The first time around, I married into a Camelot family.
There were family compounds and yacht trips and sit-down dinners for two hundred. There were limos and private jets and helicoptered rides to remote locales. There were Staff and entourages, TV appearances and red carpets, box seats to concerts and sporting events.
There was money to throw at any problem, no matter how big. There was noise, noise, noise: a constant pulse of excitement to jolt you out of any doldrums you might fall into, although doldrums were strictly prohibited.
Unlike the Kennedy clan, my clan-by-marriage did not have a moral imperative to better the world. There was no greening of the environment, or advocating for universal health care, or creating organizations to bring the underprivileged up in life.
The blatant capitalist privilege that supported my lifestyle made me more squeamish over time — until staying became unbearable.

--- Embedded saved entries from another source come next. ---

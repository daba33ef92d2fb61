//! Caller authentication.
//!
//! A single shared secret, configured at startup, that every tool call must
//! present. Distinct from the confirmation flag: authentication says who may
//! talk to the gateway at all, confirmation approves one risky command.

use tracing::debug;

/// Verifies the shared secret presented by callers.
pub struct Authenticator {
    key: Option<String>,
}

#[derive(Debug, Clone, Copy, PartialEq, Eq)]
pub enum AuthError {
    MissingKey,
    InvalidKey,
}

impl AuthError {
    pub fn message(self) -> &'static str {
        match self {
            AuthError::MissingKey => "Missing authentication key",
            AuthError::InvalidKey => "Invalid authentication key",
        }
    }
}

impl Authenticator {
    /// `None` disables authentication entirely (local single-user setups).
    pub fn new(key: Option<String>) -> Self {
        Self { key }
    }

    pub fn enabled(&self) -> bool {
        self.key.is_some()
    }

    pub fn verify(&self, presented: Option<&str>) -> Result<(), AuthError> {
        let expected = match &self.key {
            None => return Ok(()),
            Some(k) => k,
        };
        let presented = presented.ok_or(AuthError::MissingKey)?;
        if constant_time_eq(expected.as_bytes(), presented.as_bytes()) {
            debug!("caller authenticated");
            Ok(())
        } else {
            Err(AuthError::InvalidKey)
        }
    }
}

/// Length-safe comparison that does not short-circuit on the first
/// mismatching byte.
fn constant_time_eq(a: &[u8], b: &[u8]) -> bool {
    if a.len() != b.len() {
        return false;
    }
    let mut diff = 0u8;
    for (x, y) in a.iter().zip(b.iter()) {
        diff |= x ^ y;
    }
    diff == 0
}

#[cfg(test)]
mod tests {
    use super::*;

    #[test]
    fn test_disabled_auth_accepts_anything() {
        let auth = Authenticator::new(None);
        assert!(auth.verify(None).is_ok());
        assert!(auth.verify(Some("whatever")).is_ok());
        assert!(!auth.enabled());
    }

    #[test]
    fn test_missing_key_rejected() {
        let auth = Authenticator::new(Some("sekrit".into()));
        assert_eq!(auth.verify(None), Err(AuthError::MissingKey));
    }

    #[test]
    fn test_wrong_key_rejected() {
        let auth = Authenticator::new(Some("sekrit".into()));
        assert_eq!(auth.verify(Some("nope")), Err(AuthError::InvalidKey));
        assert_eq!(auth.verify(Some("sekri")), Err(AuthError::InvalidKey));
    }

    #[test]
    fn test_correct_key_accepted() {
        let auth = Authenticator::new(Some("sekrit".into()));
        assert!(auth.verify(Some("sekrit")).is_ok());
    }
}
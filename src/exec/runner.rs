//! Child process lifecycle: spawn, stream, enforce, finalize.
//!
//! The control loop owns the child and is the only place outcomes are
//! decided; the earliest of completion, timeout, overflow, and the watchdog
//! backstop wins, and exactly one finalization produces the result.

use crate::exec::shell::{
    extract_sentinel, resolve_shell, shell_args, ShellFlavor, WrapOptions,
    SELF_DESTRUCT_EXIT_CODE,
};
use crate::models::{
    AdaptiveConfig, ExecutionResult, OverflowStrategy, SecurityAssessment, TerminationReason,
    TRUNCATION_MARKER,
};
use anyhow::{Context, Result};
use parking_lot::Mutex;
use std::path::PathBuf;
use std::process::{ExitStatus, Stdio};
use std::sync::Arc;
use std::time::Duration;
use tokio::io::AsyncReadExt;
use tokio::process::{Child, Command};
use tokio::sync::Notify;
use tokio::time::{interval_at, sleep_until, timeout, Instant};
use tracing::{debug, warn};

/// One execution request, fully normalized by the pipeline.
#[derive(Debug, Clone)]
pub struct ExecRequest {
    pub command: String,
    pub timeout_ms: u64,
    /// Already validated by the path policy.
    pub working_directory: Option<PathBuf>,
    pub adaptive: Option<AdaptiveConfig>,
    pub overflow_strategy: OverflowStrategy,
    pub capture_process_metrics: bool,
    pub disable_self_destruct: bool,
    pub max_output_bytes: usize,
    pub max_lines: usize,
    pub chunk_bytes: usize,
}

pub struct Executor {
    shell_override: Option<String>,
}

#[derive(Debug, Default)]
struct OutputState {
    stdout: Vec<u8>,
    stderr: Vec<u8>,
    /// Raw bytes seen on both streams, retained or not.
    total_bytes: u64,
    stdout_lines: usize,
    overflowed: bool,
    line_capped: bool,
    /// Retention stopped; readers keep draining so the child is never
    /// blocked on a full pipe.
    stopped: bool,
}

#[derive(Debug, Clone, Copy)]
enum StreamTarget {
    Stdout,
    Stderr,
}

enum LoopOutcome {
    Exited(std::io::Result<ExitStatus>),
    TimeoutFired,
    OverflowFired,
}

impl Executor {
    pub fn new(shell_override: Option<String>) -> Self {
        Self { shell_override }
    }

    pub async fn execute(
        &self,
        req: ExecRequest,
        assessment: SecurityAssessment,
    ) -> Result<ExecutionResult> {
        let resolved = resolve_shell(self.shell_override.as_deref());

        // With adaptive extension in play the hard cap, not the initial
        // deadline, is the last moment the shell may still be alive; the
        // internal timer is armed against that.
        let self_destruct_horizon_ms = req
            .adaptive
            .map(|a| a.max_total_ms.max(req.timeout_ms))
            .unwrap_or(req.timeout_ms);
        let wrap = WrapOptions {
            effective_timeout_ms: self_destruct_horizon_ms,
            self_destruct: !req.disable_self_destruct
                && resolved.flavor == ShellFlavor::PowerShell,
            capture_process_metrics: req.capture_process_metrics
                && resolved.flavor == ShellFlavor::PowerShell,
        };
        let args = shell_args(resolved.flavor, &req.command, wrap);

        let mut cmd = Command::new(&resolved.program);
        cmd.args(&args)
            .stdin(Stdio::null())
            .stdout(Stdio::piped())
            .stderr(Stdio::piped())
            .kill_on_drop(true);
        if let Some(dir) = &req.working_directory {
            cmd.current_dir(dir);
        }

        let started = Instant::now();
        let mut child = cmd
            .spawn()
            .with_context(|| format!("failed to spawn {}", resolved.program.display()))?;

        let state = Arc::new(Mutex::new(OutputState::default()));
        let last_activity = Arc::new(Mutex::new(Instant::now()));
        let overflow_notify = Arc::new(Notify::new());

        let stdout_pipe = child.stdout.take().context("child stdout not captured")?;
        let stderr_pipe = child.stderr.take().context("child stderr not captured")?;
        let stdout_reader = spawn_reader(
            stdout_pipe,
            StreamTarget::Stdout,
            state.clone(),
            last_activity.clone(),
            overflow_notify.clone(),
            req.max_output_bytes,
            req.max_lines,
            req.chunk_bytes,
        );
        let stderr_reader = spawn_reader(
            stderr_pipe,
            StreamTarget::Stderr,
            state.clone(),
            last_activity.clone(),
            overflow_notify.clone(),
            req.max_output_bytes,
            req.max_lines,
            req.chunk_bytes,
        );

        let configured_timeout_ms = req.timeout_ms;
        let mut effective_timeout_ms = req.timeout_ms;
        let mut deadline = started + Duration::from_millis(req.timeout_ms);
        let mut adaptive_extensions = 0u32;
        let grace = kill_grace(req.timeout_ms);

        let adaptive_period = req
            .adaptive
            .map(|a| Duration::from_millis((a.extend_window_ms / 2).min(1000).max(1)))
            .unwrap_or(Duration::from_secs(3600));
        let mut adaptive_tick = interval_at(started + adaptive_period, adaptive_period);
        adaptive_tick.set_missed_tick_behavior(tokio::time::MissedTickBehavior::Skip);

        let outcome = loop {
            tokio::select! {
                status = child.wait() => break LoopOutcome::Exited(status),
                _ = sleep_until(deadline) => break LoopOutcome::TimeoutFired,
                _ = overflow_notify.notified() => {
                    match req.overflow_strategy {
                        // Retention already stopped by the readers; the
                        // child runs on to completion or timeout.
                        OverflowStrategy::Truncate => continue,
                        _ => break LoopOutcome::OverflowFired,
                    }
                }
                _ = adaptive_tick.tick(), if req.adaptive.is_some() => {
                    if let Some(a) = req.adaptive {
                        let now = Instant::now();
                        let window = Duration::from_millis(a.extend_window_ms);
                        let remaining = deadline.saturating_duration_since(now);
                        let idle = now.duration_since(*last_activity.lock());
                        let elapsed = now.duration_since(started);
                        let stepped = elapsed + Duration::from_millis(a.extend_step_ms);
                        if remaining <= window
                            && idle <= window
                            && stepped <= Duration::from_millis(a.max_total_ms)
                        {
                            deadline += Duration::from_millis(a.extend_step_ms);
                            effective_timeout_ms += a.extend_step_ms;
                            adaptive_extensions += 1;
                            debug!(
                                adaptive_extensions,
                                effective_timeout_ms, "extended execution deadline"
                            );
                        }
                    }
                }
            }
        };

        let mut timed_out = false;
        let mut watchdog_triggered = false;
        let mut kill_escalated = false;
        let mut kill_tree_attempted = false;
        let mut overflow_returned = false;
        let mut exit_status: Option<ExitStatus> = None;

        match outcome {
            LoopOutcome::Exited(res) => {
                exit_status = res.ok();
            }
            LoopOutcome::TimeoutFired => {
                timed_out = true;
                let kill = terminate_child(&mut child, grace).await;
                exit_status = kill.status;
                kill_escalated = kill.escalated;
                kill_tree_attempted = kill.tree_attempted;
                if exit_status.is_none() {
                    // Backstop: the child could not be reaped within
                    // grace + 2s of the deadline.
                    watchdog_triggered = true;
                }
            }
            LoopOutcome::OverflowFired => match req.overflow_strategy {
                OverflowStrategy::Return => {
                    overflow_returned = true;
                    let mut orphan = child;
                    tokio::spawn(async move {
                        let kill = terminate_child(&mut orphan, Duration::from_secs(2)).await;
                        if kill.status.is_none() {
                            warn!("overflowed child survived termination attempts");
                        }
                    });
                }
                OverflowStrategy::Terminate => {
                    let kill = terminate_child(&mut child, grace).await;
                    exit_status = kill.status;
                    kill_escalated = kill.escalated;
                    kill_tree_attempted = kill.tree_attempted;
                }
                // Truncate never leaves the loop on overflow.
                OverflowStrategy::Truncate => {}
            },
        }

        if overflow_returned {
            // Respond with partial output now; stop pulling from the pipes.
            stdout_reader.abort();
            stderr_reader.abort();
        } else {
            let _ = timeout(Duration::from_secs(1), stdout_reader).await;
            let _ = timeout(Duration::from_secs(1), stderr_reader).await;
        }

        let elapsed_ms = started.elapsed().as_millis() as u64;
        let duration_ms = elapsed_ms.max(1);

        let (stdout_raw, stderr_raw, total_bytes, overflowed, line_capped) = {
            let st = state.lock();
            (
                st.stdout.clone(),
                st.stderr.clone(),
                st.total_bytes,
                st.overflowed,
                st.line_capped,
            )
        };

        let mut exit_code = exit_status.and_then(|s| s.code());
        #[cfg(unix)]
        if exit_code.is_none() {
            use std::os::unix::process::ExitStatusExt;
            // Signal deaths surface as 128 + signo, matching shell
            // conventions.
            exit_code = exit_status.and_then(|s| s.signal()).map(|sig| 128 + sig);
        }

        let mut internal_self_destruct = false;
        if exit_code == Some(SELF_DESTRUCT_EXIT_CODE) && !timed_out {
            timed_out = true;
            internal_self_destruct = true;
        }

        let mut stdout = String::from_utf8_lossy(&stdout_raw).into_owned();
        let stderr = String::from_utf8_lossy(&stderr_raw).into_owned();

        let (mut ps_cpu_sec, mut ps_ws_mb) = (None, None);
        if wrap.capture_process_metrics {
            let (clean, sample) = extract_sentinel(&stdout);
            stdout = clean;
            if let Some((cpu, ws)) = sample {
                ps_cpu_sec = Some(cpu);
                ps_ws_mb = Some(ws);
            }
        }

        if line_capped {
            stdout = stdout
                .lines()
                .take(req.max_lines)
                .collect::<Vec<_>>()
                .join("\n");
        }

        let truncated = overflowed || line_capped;
        if truncated {
            stdout.push_str(TRUNCATION_MARKER);
        }

        let termination_reason = if timed_out {
            TerminationReason::Timeout
        } else if overflowed {
            TerminationReason::Overflow
        } else if exit_code != Some(0) {
            TerminationReason::Killed
        } else {
            TerminationReason::Completed
        };

        Ok(ExecutionResult {
            success: termination_reason == TerminationReason::Completed,
            exit_code,
            stdout,
            stderr,
            duration_ms,
            configured_timeout_ms,
            effective_timeout_ms,
            adaptive_extensions,
            adaptive_max_total_ms: req.adaptive.map(|a| a.max_total_ms),
            termination_reason,
            timed_out,
            overflow: overflowed,
            truncated,
            total_bytes,
            internal_self_destruct,
            watchdog_triggered,
            kill_escalated,
            kill_tree_attempted,
            ps_cpu_sec,
            ps_ws_mb,
            shell_resolution: resolved.attempts,
            security_assessment: assessment,
        })
    }
}

/// SIGTERM grace before SIGKILL: ~10% of the timeout, clamped to [2s, 5s].
fn kill_grace(timeout_ms: u64) -> Duration {
    Duration::from_millis((timeout_ms / 10).clamp(2000, 5000))
}

struct KillOutcome {
    status: Option<ExitStatus>,
    escalated: bool,
    tree_attempted: bool,
}

/// Two-stage termination: polite signal, grace window, hard kill, short
/// reap window.
async fn terminate_child(child: &mut Child, grace: Duration) -> KillOutcome {
    let mut tree_attempted = false;

    #[cfg(unix)]
    if let Some(pid) = child.id() {
        unsafe {
            libc::kill(pid as i32, libc::SIGTERM);
        }
    }
    #[cfg(windows)]
    if let Some(pid) = child.id() {
        tree_attempted = true;
        let _ = Command::new("taskkill")
            .args(["/PID", &pid.to_string(), "/T", "/F"])
            .output()
            .await;
    }

    if let Ok(Ok(status)) = timeout(grace, child.wait()).await {
        return KillOutcome {
            status: Some(status),
            escalated: false,
            tree_attempted,
        };
    }

    let _ = child.start_kill();
    let status = match timeout(Duration::from_secs(2), child.wait()).await {
        Ok(Ok(status)) => Some(status),
        _ => None,
    };
    KillOutcome {
        status,
        escalated: true,
        tree_attempted,
    }
}

#[allow(clippy::too_many_arguments)]
fn spawn_reader<R>(
    mut pipe: R,
    target: StreamTarget,
    state: Arc<Mutex<OutputState>>,
    last_activity: Arc<Mutex<Instant>>,
    overflow_notify: Arc<Notify>,
    max_output_bytes: usize,
    max_lines: usize,
    chunk_bytes: usize,
) -> tokio::task::JoinHandle<()>
where
    R: tokio::io::AsyncRead + Unpin + Send + 'static,
{
    tokio::spawn(async move {
        let mut buf = vec![0u8; chunk_bytes.max(1)];
        loop {
            let n = match pipe.read(&mut buf).await {
                Ok(0) | Err(_) => break,
                Ok(n) => n,
            };
            *last_activity.lock() = Instant::now();

            let mut st = state.lock();
            st.total_bytes += n as u64;

            let over_cap = (st.stdout.len() + st.stderr.len() + n) > max_output_bytes
                || st.total_bytes > max_output_bytes as u64;
            if !st.stopped {
                let retained = st.stdout.len() + st.stderr.len();
                let room = max_output_bytes.saturating_sub(retained);
                let keep = n.min(room);
                match target {
                    StreamTarget::Stdout => {
                        st.stdout.extend_from_slice(&buf[..keep]);
                        st.stdout_lines += buf[..keep].iter().filter(|&&b| b == b'\n').count();
                        if st.stdout_lines > max_lines && !st.line_capped {
                            st.line_capped = true;
                            st.stopped = true;
                        }
                    }
                    StreamTarget::Stderr => st.stderr.extend_from_slice(&buf[..keep]),
                }
            }
            if over_cap && !st.overflowed {
                st.overflowed = true;
                st.stopped = true;
                overflow_notify.notify_one();
            }
        }
    })
}
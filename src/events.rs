//! Live event fan-out.
//!
//! A bounded broadcast channel carries every execution and attempt event to
//! subscribers in publish order. Publishing never blocks: a subscriber that
//! falls behind observes a lag and the gap is counted instead of stalling
//! the pipeline.

use crate::models::{preview_of, Event, EventKind, ExecutionResult, SecurityAssessment};
use chrono::Utc;
use std::sync::atomic::{AtomicU64, Ordering};
use tokio::sync::broadcast;
use uuid::Uuid;

const CHANNEL_CAPACITY: usize = 1024;

pub struct EventStream {
    tx: broadcast::Sender<Event>,
    dropped: AtomicU64,
    attempt_events: bool,
}

impl EventStream {
    pub fn new(attempt_events: bool) -> Self {
        let (tx, _rx) = broadcast::channel(CHANNEL_CAPACITY);
        Self {
            tx,
            dropped: AtomicU64::new(0),
            attempt_events,
        }
    }

    pub fn subscribe(&self) -> broadcast::Receiver<Event> {
        self.tx.subscribe()
    }

    /// Events a lagging subscriber skipped; fed by consumers when they
    /// observe `RecvError::Lagged`.
    pub fn note_dropped(&self, n: u64) {
        self.dropped.fetch_add(n, Ordering::Relaxed);
    }

    pub fn dropped(&self) -> u64 {
        self.dropped.load(Ordering::Relaxed)
    }

    fn publish(&self, event: Event) {
        // An error only means there is no subscriber right now.
        let _ = self.tx.send(event);
    }

    /// Publish a finalized execution.
    pub fn publish_execution(
        &self,
        command: &str,
        result: &ExecutionResult,
        confirmed: bool,
        tool_name: &str,
    ) {
        self.publish(Event {
            id: Uuid::new_v4().to_string(),
            timestamp: Utc::now().to_rfc3339(),
            kind: EventKind::Execution,
            level: result.security_assessment.level,
            duration_ms: result.duration_ms,
            blocked: result.security_assessment.blocked,
            truncated: result.truncated,
            timed_out: result.timed_out,
            exit_code: result.exit_code,
            preview: preview_of(command),
            confirmed,
            tool_name: tool_name.to_string(),
        });
    }

    /// Publish a zero-duration attempt (blocked or unconfirmed request)
    /// when attempt events are enabled.
    pub fn publish_attempt(
        &self,
        command: &str,
        assessment: &SecurityAssessment,
        confirmed: bool,
        tool_name: &str,
    ) {
        if !self.attempt_events {
            return;
        }
        self.publish(Event {
            id: Uuid::new_v4().to_string(),
            timestamp: Utc::now().to_rfc3339(),
            kind: EventKind::Attempt,
            level: assessment.level,
            duration_ms: 0,
            blocked: assessment.blocked,
            truncated: false,
            timed_out: false,
            exit_code: None,
            preview: preview_of(command),
            confirmed,
            tool_name: tool_name.to_string(),
        });
    }
}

Leaving my Camelot nine years ago was a world-altering exodus. Just days after being booted out of my impeccable manse, with its sponge-painted walls, ornate crown moulding, and custom Italian floor tile, I sat on the couch in my boxy rental house sipping tea and staring at stark white walls. Luca, then six, was at his dad’s. Franny, still an infant, was asleep in her crib.
And as I sat in that sterile box of a living room, it hit me: there was no more noise. My world had collapsed into itself. The hubbub that had made it difficult to hear my own thoughts was replaced by mundane silence.
And this I had not anticipated. That I would miss the noise. The bigness. The constant stream of people dropping by, the ringing phones, the UPS delivery men walking up the front steps carrying packages. We were always getting presents. I don’t know why it is that rich people are constantly given stuff they don’t need, but they are.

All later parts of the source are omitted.